[Input data]:
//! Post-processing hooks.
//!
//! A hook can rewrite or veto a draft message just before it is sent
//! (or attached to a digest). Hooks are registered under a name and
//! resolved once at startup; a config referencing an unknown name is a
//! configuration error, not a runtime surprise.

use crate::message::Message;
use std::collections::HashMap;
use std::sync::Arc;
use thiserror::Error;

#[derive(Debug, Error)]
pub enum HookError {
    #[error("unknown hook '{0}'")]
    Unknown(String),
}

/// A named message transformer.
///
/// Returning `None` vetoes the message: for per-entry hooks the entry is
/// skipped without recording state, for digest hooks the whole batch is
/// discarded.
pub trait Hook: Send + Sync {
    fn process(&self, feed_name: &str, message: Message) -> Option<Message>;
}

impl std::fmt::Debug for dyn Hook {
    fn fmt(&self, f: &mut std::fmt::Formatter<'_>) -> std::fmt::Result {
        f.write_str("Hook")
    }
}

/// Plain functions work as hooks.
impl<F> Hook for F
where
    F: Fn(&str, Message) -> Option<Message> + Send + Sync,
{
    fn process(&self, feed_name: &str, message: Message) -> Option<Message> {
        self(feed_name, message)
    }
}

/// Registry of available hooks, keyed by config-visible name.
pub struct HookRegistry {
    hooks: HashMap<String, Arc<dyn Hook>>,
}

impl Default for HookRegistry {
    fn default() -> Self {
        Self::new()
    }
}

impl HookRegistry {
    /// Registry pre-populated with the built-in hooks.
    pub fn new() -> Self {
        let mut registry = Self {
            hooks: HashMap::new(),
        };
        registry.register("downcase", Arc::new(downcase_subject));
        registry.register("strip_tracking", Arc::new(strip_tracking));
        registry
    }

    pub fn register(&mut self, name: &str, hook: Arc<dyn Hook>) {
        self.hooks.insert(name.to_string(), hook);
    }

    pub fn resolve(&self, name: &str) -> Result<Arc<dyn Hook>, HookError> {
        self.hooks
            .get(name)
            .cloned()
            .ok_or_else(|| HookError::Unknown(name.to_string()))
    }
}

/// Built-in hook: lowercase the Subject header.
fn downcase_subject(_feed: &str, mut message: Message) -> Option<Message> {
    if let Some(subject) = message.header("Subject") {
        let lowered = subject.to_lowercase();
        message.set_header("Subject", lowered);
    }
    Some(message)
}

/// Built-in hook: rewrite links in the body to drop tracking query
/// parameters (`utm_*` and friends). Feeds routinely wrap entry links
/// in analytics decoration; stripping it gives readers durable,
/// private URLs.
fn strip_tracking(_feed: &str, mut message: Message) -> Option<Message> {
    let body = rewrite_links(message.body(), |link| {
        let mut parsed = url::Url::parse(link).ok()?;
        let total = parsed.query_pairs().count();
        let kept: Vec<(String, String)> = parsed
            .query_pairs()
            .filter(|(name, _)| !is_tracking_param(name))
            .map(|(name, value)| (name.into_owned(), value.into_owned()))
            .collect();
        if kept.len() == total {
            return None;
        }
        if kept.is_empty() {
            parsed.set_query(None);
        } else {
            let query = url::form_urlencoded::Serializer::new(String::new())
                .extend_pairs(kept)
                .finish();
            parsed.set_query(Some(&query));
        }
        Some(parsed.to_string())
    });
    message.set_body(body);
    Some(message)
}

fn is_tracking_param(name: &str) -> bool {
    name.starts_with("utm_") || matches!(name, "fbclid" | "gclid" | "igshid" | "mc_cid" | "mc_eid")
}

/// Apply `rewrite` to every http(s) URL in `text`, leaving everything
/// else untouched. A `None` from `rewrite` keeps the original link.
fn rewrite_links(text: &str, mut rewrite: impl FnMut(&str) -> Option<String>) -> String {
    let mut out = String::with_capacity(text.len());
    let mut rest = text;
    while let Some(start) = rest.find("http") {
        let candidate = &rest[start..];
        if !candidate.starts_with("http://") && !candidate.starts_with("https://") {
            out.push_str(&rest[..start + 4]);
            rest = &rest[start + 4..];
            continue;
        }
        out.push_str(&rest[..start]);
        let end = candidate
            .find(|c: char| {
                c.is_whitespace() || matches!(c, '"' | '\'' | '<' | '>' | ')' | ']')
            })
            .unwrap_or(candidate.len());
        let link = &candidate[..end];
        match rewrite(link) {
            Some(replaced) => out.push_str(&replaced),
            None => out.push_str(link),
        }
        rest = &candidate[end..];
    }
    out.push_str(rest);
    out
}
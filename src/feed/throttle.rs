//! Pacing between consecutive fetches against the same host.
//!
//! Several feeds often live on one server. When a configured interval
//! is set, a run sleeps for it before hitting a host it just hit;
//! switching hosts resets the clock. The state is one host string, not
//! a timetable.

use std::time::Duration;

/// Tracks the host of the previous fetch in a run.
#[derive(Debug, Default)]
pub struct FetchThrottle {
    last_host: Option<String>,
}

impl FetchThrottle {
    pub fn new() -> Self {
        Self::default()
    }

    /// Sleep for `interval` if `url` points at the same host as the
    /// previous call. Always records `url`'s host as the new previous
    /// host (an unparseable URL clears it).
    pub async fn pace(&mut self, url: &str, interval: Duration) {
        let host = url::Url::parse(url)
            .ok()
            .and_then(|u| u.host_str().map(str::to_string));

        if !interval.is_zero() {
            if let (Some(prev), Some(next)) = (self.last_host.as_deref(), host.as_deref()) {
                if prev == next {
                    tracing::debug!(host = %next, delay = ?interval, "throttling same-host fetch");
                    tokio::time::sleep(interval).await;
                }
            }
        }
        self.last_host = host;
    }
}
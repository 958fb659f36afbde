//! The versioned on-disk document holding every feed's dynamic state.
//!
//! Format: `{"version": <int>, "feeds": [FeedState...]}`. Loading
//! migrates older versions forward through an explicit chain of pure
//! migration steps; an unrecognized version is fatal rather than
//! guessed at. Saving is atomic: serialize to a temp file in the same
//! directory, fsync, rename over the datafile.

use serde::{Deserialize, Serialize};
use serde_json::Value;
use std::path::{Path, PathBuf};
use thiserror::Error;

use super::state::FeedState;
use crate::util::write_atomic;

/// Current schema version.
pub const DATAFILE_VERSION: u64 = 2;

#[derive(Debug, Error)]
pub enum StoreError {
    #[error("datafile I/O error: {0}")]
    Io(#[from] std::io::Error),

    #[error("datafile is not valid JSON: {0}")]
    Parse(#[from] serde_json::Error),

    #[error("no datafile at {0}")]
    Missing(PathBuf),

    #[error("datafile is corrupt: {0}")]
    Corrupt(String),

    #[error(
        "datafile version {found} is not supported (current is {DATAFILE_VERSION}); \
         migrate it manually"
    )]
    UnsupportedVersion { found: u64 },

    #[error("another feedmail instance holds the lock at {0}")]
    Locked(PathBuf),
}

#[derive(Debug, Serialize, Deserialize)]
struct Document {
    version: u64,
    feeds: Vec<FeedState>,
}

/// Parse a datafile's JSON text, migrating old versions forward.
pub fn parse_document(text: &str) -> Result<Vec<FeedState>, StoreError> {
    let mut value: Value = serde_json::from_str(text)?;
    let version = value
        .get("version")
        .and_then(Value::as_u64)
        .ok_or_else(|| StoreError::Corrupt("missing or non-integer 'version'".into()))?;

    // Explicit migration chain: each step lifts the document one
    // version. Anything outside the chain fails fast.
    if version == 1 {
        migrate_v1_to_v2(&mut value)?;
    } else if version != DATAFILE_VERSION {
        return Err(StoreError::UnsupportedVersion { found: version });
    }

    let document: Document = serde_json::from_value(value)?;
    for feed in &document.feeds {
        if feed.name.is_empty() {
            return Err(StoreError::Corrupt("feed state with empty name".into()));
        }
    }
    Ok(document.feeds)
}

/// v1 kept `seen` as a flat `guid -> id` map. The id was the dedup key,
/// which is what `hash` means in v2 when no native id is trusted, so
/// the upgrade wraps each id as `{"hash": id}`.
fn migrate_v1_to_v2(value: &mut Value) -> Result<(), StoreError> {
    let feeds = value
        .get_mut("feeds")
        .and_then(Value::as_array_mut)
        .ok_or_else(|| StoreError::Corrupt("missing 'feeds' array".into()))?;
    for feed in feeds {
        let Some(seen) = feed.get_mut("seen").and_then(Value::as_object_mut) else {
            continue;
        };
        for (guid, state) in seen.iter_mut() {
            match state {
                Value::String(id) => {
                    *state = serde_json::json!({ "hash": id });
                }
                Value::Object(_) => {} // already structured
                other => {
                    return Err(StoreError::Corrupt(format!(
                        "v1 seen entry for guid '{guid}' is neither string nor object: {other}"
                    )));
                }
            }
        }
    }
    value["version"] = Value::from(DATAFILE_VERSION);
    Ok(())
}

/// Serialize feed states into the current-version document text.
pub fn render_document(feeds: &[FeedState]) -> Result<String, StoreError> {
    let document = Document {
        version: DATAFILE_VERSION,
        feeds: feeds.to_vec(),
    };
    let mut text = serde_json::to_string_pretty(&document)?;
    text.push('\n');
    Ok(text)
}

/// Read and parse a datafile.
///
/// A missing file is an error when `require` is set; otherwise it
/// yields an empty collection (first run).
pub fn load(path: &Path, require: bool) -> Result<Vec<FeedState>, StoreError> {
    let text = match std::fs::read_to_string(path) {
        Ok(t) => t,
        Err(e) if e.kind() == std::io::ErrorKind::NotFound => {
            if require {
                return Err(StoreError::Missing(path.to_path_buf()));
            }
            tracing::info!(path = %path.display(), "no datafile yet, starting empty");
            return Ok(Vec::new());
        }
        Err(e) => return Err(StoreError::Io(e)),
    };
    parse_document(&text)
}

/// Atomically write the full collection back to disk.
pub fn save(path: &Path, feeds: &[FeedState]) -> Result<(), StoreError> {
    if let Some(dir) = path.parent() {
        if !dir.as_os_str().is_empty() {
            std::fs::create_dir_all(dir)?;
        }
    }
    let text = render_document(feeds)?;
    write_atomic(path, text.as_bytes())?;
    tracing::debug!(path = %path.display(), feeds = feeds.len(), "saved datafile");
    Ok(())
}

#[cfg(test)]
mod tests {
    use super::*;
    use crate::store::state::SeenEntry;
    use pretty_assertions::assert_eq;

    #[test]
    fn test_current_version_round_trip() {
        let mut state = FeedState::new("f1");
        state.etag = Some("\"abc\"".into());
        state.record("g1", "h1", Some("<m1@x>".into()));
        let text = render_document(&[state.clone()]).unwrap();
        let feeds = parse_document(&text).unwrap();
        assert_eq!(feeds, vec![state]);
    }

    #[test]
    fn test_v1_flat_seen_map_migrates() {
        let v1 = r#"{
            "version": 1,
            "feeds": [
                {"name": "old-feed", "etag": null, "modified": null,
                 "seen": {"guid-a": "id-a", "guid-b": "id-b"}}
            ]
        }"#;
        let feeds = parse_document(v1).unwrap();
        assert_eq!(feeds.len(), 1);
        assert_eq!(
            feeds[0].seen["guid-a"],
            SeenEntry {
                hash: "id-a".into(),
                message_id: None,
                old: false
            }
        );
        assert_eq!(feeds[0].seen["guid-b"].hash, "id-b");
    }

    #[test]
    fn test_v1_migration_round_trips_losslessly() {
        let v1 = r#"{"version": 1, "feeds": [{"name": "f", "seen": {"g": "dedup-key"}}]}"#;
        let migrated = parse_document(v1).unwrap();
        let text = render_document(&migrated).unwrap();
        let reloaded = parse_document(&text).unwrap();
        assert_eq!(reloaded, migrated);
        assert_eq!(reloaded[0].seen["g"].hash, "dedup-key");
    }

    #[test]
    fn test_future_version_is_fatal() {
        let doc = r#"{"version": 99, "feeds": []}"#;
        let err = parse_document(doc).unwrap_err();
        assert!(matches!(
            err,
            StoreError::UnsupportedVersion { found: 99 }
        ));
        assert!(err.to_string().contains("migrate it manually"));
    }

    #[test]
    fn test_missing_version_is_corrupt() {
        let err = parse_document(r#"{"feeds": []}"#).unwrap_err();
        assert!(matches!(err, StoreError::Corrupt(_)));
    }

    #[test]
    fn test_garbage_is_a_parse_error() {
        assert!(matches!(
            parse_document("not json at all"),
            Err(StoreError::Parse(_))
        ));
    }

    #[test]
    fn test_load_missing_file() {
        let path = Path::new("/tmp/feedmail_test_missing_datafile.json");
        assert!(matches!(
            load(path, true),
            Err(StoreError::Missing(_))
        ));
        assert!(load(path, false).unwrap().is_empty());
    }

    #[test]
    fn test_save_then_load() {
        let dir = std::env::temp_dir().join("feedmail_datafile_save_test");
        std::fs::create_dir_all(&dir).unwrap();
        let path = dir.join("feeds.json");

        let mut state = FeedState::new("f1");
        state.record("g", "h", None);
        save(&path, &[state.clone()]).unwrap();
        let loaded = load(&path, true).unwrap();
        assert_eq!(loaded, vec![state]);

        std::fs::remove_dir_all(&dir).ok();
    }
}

[The problem]: In the material above, report how many lines hold the word "migrated", and add nothing to the figure.

[Output of the exercise]: 3